» **EXERCISE REQUIREMENTS**
Retype, exactly as they appear below, the lines between the line holding "filename src/lib.rs" and the line holding "to external services", both ends included.

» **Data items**
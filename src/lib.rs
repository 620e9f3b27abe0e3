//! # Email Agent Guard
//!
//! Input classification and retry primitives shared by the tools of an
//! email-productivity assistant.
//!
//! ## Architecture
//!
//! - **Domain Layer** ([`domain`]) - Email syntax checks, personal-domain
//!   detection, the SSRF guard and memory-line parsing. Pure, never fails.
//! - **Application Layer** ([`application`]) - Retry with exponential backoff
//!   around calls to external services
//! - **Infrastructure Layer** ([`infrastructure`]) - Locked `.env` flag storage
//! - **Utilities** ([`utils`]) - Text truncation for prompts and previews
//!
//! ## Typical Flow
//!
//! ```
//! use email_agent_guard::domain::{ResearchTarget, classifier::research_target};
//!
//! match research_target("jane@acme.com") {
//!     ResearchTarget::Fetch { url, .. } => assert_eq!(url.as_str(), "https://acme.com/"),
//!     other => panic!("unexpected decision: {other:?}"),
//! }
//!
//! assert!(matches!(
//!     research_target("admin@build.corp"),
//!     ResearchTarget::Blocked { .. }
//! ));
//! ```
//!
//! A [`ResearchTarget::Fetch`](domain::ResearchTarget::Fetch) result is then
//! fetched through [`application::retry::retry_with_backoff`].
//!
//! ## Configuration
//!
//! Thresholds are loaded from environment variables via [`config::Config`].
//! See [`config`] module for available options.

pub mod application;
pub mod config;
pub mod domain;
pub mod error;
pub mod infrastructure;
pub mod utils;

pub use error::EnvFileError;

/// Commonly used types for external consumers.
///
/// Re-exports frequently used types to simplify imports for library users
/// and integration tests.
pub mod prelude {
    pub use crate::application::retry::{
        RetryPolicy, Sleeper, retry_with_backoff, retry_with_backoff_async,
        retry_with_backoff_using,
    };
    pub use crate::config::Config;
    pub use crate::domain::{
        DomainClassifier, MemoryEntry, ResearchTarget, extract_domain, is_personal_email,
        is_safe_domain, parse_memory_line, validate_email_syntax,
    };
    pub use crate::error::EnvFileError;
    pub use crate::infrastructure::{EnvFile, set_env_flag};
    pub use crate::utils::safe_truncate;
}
...
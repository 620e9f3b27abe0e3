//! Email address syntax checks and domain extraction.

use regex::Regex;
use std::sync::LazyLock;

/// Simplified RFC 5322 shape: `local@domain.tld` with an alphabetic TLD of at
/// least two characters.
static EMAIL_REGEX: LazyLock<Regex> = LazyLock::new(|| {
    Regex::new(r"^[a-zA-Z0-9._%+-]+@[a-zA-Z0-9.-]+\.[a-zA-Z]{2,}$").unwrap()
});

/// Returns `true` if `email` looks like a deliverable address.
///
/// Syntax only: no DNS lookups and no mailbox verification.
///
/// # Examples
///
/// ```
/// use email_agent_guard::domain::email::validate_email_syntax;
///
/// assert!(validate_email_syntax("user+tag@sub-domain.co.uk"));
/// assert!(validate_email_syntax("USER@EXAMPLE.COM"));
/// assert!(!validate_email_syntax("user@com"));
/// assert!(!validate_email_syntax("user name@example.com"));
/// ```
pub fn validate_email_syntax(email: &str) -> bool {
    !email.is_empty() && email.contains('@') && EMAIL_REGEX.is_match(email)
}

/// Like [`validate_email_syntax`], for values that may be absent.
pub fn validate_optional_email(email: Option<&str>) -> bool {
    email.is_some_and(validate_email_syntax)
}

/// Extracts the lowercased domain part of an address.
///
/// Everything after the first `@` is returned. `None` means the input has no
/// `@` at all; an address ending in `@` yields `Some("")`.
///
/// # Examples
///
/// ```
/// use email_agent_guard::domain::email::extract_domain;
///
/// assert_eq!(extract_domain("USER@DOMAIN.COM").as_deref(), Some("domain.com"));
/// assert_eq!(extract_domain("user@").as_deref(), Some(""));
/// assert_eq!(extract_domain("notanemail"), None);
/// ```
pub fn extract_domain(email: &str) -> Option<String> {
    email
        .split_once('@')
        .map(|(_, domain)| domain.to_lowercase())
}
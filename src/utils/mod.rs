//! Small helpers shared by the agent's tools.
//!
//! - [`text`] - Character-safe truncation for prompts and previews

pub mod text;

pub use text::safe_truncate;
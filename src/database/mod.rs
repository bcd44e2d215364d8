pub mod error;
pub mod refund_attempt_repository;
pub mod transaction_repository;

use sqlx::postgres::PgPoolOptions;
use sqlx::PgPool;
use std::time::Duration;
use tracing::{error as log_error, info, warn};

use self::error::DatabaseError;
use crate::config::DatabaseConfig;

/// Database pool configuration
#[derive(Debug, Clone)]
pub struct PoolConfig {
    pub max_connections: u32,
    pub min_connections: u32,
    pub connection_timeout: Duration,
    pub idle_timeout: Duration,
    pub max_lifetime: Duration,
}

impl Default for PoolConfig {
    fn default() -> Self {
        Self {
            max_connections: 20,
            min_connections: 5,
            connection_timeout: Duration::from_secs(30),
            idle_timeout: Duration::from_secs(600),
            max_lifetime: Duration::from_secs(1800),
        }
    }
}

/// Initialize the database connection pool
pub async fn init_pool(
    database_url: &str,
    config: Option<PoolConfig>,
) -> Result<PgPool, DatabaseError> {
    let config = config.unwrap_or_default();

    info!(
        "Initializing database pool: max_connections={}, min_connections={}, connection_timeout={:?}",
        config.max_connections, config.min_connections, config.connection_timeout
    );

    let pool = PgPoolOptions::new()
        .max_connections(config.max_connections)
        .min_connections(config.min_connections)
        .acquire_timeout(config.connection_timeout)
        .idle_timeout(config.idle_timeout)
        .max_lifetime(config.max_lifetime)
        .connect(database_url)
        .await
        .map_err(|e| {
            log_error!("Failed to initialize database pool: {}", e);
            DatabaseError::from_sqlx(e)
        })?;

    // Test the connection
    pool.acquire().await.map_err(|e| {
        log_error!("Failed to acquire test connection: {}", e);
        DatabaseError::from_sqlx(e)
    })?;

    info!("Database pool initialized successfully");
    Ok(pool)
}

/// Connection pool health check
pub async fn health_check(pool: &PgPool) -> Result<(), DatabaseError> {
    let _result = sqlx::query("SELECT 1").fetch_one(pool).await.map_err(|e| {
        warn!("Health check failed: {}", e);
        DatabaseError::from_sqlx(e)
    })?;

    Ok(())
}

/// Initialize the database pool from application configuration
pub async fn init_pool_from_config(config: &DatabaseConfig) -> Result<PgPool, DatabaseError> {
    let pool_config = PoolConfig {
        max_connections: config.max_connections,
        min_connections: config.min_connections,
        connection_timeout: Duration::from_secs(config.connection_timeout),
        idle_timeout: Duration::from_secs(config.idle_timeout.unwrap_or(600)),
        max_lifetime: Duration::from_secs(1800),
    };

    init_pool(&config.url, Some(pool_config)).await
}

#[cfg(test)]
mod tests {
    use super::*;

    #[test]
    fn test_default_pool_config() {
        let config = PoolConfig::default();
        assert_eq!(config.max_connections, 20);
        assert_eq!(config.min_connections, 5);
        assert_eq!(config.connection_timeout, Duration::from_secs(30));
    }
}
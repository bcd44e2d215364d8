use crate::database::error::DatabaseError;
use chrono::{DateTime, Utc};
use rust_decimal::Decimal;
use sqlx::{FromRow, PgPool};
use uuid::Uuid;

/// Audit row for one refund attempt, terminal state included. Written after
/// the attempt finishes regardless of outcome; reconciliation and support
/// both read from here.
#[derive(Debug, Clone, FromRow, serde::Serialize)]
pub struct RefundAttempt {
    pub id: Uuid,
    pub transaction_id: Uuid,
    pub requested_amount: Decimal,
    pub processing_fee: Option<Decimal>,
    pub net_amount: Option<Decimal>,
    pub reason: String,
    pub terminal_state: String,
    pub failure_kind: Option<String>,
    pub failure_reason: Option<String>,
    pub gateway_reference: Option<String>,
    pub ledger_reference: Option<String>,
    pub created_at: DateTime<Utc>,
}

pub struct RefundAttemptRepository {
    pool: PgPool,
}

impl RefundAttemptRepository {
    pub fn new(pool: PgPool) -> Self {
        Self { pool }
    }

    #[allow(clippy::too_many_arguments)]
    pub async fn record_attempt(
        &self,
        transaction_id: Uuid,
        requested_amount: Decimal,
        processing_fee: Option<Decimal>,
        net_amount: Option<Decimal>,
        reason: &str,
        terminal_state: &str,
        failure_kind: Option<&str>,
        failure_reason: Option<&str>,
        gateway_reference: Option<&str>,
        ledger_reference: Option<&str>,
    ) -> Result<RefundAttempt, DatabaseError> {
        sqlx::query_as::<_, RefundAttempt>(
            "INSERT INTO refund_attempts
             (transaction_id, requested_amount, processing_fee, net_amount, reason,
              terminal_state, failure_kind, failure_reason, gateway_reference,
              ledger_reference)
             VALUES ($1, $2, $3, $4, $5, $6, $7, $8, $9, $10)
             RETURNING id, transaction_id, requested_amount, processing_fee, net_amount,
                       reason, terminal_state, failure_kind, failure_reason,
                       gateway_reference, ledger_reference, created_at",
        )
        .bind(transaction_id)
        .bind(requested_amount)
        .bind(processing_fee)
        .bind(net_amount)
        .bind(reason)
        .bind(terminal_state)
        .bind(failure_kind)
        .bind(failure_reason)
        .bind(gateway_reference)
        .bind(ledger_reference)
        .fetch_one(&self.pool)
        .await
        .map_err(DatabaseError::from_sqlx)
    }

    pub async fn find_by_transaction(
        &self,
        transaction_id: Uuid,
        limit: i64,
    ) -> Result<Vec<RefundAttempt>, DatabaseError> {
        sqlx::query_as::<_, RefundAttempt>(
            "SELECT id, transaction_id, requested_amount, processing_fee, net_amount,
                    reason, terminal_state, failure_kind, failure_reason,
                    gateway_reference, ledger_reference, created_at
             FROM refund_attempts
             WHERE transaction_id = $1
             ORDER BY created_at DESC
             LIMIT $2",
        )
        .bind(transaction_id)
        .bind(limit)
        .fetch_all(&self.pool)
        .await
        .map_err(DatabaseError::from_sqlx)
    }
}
* * *
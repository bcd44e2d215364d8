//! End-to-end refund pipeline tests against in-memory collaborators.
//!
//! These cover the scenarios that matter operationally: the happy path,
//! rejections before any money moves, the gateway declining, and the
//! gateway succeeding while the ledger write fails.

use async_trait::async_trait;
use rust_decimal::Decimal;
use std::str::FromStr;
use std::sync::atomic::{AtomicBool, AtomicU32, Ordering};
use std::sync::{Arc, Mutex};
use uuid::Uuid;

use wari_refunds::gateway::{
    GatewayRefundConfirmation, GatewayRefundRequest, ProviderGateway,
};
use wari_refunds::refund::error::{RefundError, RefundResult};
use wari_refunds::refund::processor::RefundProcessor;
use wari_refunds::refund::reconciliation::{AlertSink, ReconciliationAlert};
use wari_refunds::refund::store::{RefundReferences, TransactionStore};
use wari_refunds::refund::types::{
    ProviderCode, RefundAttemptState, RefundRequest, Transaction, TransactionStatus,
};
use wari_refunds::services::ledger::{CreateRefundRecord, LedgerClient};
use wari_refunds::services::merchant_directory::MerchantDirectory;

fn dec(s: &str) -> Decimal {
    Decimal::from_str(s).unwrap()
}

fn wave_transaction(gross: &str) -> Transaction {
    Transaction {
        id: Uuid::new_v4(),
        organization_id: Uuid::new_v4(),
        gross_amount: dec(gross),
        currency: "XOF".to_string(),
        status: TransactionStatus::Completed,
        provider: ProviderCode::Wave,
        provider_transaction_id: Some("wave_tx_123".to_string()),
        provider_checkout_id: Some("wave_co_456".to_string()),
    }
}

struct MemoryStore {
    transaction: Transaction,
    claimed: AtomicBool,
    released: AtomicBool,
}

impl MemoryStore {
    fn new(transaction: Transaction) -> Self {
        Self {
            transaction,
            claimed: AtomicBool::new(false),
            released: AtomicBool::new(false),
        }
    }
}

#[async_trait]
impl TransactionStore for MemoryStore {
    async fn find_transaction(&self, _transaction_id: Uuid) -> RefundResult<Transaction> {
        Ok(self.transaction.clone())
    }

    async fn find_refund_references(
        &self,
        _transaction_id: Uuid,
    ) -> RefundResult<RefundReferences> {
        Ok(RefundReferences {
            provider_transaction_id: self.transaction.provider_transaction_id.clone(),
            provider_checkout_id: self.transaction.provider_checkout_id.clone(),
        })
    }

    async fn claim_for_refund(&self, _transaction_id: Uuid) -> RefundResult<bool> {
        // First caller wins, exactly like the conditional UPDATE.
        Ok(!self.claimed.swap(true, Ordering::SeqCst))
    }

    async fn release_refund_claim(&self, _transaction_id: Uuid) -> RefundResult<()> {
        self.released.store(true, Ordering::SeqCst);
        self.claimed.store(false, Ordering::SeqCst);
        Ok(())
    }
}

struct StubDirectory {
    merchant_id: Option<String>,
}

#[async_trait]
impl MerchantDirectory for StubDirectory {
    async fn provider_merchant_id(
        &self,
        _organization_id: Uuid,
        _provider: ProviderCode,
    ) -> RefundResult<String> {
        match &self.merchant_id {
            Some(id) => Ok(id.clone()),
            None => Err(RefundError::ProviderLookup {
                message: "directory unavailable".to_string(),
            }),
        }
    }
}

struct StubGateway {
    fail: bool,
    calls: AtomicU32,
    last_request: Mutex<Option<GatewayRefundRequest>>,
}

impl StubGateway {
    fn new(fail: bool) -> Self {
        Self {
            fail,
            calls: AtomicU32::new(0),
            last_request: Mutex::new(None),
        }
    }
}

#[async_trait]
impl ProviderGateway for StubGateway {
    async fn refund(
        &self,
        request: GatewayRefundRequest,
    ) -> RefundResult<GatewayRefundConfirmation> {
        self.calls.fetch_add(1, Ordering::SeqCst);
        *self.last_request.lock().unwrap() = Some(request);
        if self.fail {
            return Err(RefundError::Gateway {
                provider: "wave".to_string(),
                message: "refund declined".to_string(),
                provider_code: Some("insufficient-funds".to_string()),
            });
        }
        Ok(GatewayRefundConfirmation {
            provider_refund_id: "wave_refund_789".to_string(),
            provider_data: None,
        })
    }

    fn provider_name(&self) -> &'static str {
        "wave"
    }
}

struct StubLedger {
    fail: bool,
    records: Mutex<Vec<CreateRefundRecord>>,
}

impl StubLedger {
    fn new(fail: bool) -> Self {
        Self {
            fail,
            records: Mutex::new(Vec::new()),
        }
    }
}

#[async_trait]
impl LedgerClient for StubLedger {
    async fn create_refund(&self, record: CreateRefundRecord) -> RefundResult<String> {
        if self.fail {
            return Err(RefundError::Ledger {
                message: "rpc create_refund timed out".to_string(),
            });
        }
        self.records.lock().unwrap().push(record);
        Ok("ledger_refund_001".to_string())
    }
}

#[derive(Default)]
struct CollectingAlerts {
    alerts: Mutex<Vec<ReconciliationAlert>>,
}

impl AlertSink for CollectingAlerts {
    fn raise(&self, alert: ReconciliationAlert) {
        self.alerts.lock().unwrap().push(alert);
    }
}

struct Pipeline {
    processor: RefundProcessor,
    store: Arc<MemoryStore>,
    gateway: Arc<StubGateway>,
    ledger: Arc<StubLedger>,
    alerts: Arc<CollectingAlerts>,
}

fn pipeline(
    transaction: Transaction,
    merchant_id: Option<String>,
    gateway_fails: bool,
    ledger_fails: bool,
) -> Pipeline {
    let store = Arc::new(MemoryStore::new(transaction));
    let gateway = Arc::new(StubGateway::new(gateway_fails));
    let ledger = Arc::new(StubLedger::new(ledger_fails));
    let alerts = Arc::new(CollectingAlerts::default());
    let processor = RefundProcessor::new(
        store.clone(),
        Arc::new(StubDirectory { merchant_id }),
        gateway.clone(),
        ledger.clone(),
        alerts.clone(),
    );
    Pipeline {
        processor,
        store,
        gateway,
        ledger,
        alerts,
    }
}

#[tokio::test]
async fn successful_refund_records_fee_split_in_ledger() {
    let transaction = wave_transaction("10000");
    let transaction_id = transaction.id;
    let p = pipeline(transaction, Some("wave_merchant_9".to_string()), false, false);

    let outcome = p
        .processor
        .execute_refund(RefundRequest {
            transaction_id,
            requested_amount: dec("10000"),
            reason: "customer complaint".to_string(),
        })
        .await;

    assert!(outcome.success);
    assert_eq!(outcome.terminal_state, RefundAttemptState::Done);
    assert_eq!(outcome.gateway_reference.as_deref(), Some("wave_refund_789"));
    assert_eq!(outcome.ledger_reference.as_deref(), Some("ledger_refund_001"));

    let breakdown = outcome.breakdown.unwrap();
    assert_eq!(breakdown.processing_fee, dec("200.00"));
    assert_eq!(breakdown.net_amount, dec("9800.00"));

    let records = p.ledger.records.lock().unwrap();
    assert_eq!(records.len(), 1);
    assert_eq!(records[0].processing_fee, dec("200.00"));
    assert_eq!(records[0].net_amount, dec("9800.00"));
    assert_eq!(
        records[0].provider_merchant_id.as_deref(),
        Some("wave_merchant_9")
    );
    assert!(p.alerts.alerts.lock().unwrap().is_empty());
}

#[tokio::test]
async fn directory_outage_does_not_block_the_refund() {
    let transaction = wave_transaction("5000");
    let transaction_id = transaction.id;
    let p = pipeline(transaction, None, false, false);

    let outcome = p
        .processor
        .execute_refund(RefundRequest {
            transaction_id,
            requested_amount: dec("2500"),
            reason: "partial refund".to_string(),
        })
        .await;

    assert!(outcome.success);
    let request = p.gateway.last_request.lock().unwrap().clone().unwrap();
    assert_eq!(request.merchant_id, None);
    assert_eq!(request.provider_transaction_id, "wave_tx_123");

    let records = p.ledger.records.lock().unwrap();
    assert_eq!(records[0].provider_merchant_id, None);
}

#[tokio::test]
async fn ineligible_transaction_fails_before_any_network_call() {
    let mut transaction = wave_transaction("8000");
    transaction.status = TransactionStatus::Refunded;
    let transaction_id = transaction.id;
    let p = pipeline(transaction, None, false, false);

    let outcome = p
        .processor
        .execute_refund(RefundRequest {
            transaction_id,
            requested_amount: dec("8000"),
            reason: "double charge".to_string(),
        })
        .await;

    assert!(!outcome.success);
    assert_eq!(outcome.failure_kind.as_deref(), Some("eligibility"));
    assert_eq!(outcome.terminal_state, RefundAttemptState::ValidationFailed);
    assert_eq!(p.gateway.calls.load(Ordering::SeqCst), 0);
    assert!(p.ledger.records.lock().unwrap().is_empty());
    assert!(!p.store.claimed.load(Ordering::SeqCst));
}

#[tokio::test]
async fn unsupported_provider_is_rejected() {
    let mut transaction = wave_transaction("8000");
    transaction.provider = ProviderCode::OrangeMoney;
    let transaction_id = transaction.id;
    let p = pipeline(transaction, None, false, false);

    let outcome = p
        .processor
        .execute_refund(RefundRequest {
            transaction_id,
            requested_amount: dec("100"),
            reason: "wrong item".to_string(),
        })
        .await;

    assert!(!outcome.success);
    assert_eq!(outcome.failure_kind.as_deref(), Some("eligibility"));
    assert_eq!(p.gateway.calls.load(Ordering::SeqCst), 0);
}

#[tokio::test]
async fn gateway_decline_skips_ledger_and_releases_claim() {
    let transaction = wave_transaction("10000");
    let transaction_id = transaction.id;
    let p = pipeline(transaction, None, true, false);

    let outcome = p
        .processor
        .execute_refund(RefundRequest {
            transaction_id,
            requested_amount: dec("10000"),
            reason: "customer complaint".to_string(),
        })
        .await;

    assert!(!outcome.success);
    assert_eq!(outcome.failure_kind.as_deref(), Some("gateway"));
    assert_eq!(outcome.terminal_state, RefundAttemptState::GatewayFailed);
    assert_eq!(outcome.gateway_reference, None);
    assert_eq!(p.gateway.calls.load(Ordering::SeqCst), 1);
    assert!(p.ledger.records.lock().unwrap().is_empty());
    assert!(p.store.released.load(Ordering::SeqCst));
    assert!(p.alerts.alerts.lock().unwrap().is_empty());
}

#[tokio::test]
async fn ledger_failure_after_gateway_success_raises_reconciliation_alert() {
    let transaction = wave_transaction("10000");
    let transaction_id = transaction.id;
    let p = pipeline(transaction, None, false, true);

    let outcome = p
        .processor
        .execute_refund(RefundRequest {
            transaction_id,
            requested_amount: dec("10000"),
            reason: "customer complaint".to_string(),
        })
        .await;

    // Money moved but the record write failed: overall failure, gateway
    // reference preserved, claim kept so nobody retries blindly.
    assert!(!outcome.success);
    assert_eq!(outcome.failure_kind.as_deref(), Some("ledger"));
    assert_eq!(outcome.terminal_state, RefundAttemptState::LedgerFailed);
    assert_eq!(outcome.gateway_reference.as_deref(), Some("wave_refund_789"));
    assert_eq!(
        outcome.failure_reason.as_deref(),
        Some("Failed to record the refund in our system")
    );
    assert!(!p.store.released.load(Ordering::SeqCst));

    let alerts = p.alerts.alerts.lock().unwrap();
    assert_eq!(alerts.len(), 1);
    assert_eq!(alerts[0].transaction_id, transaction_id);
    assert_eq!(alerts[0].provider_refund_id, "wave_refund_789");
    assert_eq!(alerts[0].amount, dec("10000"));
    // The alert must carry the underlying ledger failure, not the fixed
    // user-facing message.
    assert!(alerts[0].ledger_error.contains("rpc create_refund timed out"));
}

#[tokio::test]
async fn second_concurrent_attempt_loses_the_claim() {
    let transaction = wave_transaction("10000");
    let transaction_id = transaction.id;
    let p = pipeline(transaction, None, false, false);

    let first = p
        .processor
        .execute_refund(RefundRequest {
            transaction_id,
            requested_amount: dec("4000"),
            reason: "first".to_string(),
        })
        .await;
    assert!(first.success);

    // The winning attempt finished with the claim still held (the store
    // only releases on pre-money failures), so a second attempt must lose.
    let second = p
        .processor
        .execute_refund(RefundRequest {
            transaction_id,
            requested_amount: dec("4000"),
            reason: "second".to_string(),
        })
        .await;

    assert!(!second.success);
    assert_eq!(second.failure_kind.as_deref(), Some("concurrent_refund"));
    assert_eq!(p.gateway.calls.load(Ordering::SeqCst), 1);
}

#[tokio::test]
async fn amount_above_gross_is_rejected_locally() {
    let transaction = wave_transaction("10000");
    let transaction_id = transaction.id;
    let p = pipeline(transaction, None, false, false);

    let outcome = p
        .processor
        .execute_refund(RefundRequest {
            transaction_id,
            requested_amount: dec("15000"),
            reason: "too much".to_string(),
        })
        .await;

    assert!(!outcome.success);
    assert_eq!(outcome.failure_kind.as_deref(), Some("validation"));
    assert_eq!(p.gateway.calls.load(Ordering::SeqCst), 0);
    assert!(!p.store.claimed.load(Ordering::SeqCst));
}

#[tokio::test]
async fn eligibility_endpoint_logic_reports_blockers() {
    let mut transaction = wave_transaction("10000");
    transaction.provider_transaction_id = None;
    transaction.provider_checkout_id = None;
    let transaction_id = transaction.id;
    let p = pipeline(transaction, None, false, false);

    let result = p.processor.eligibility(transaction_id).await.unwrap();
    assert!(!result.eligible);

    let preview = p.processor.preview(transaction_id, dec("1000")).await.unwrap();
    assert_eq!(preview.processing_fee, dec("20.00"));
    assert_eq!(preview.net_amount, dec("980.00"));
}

» **RESULT FOR THIS EXERCISE**
filename src/lib.rs
repository 620e9f3b27abe0e3
//! # Email Agent Guard
//!
//! Input classification and retry primitives shared by the tools of an
//! email-productivity assistant.
//!
//! ## Architecture
//!
//! - **Domain Layer** ([`domain`]) - Email syntax checks, personal-domain
//!   detection, the SSRF guard and memory-line parsing. Pure, never fails.
//! - **Application Layer** ([`application`]) - Retry with exponential backoff
//!   around calls to external services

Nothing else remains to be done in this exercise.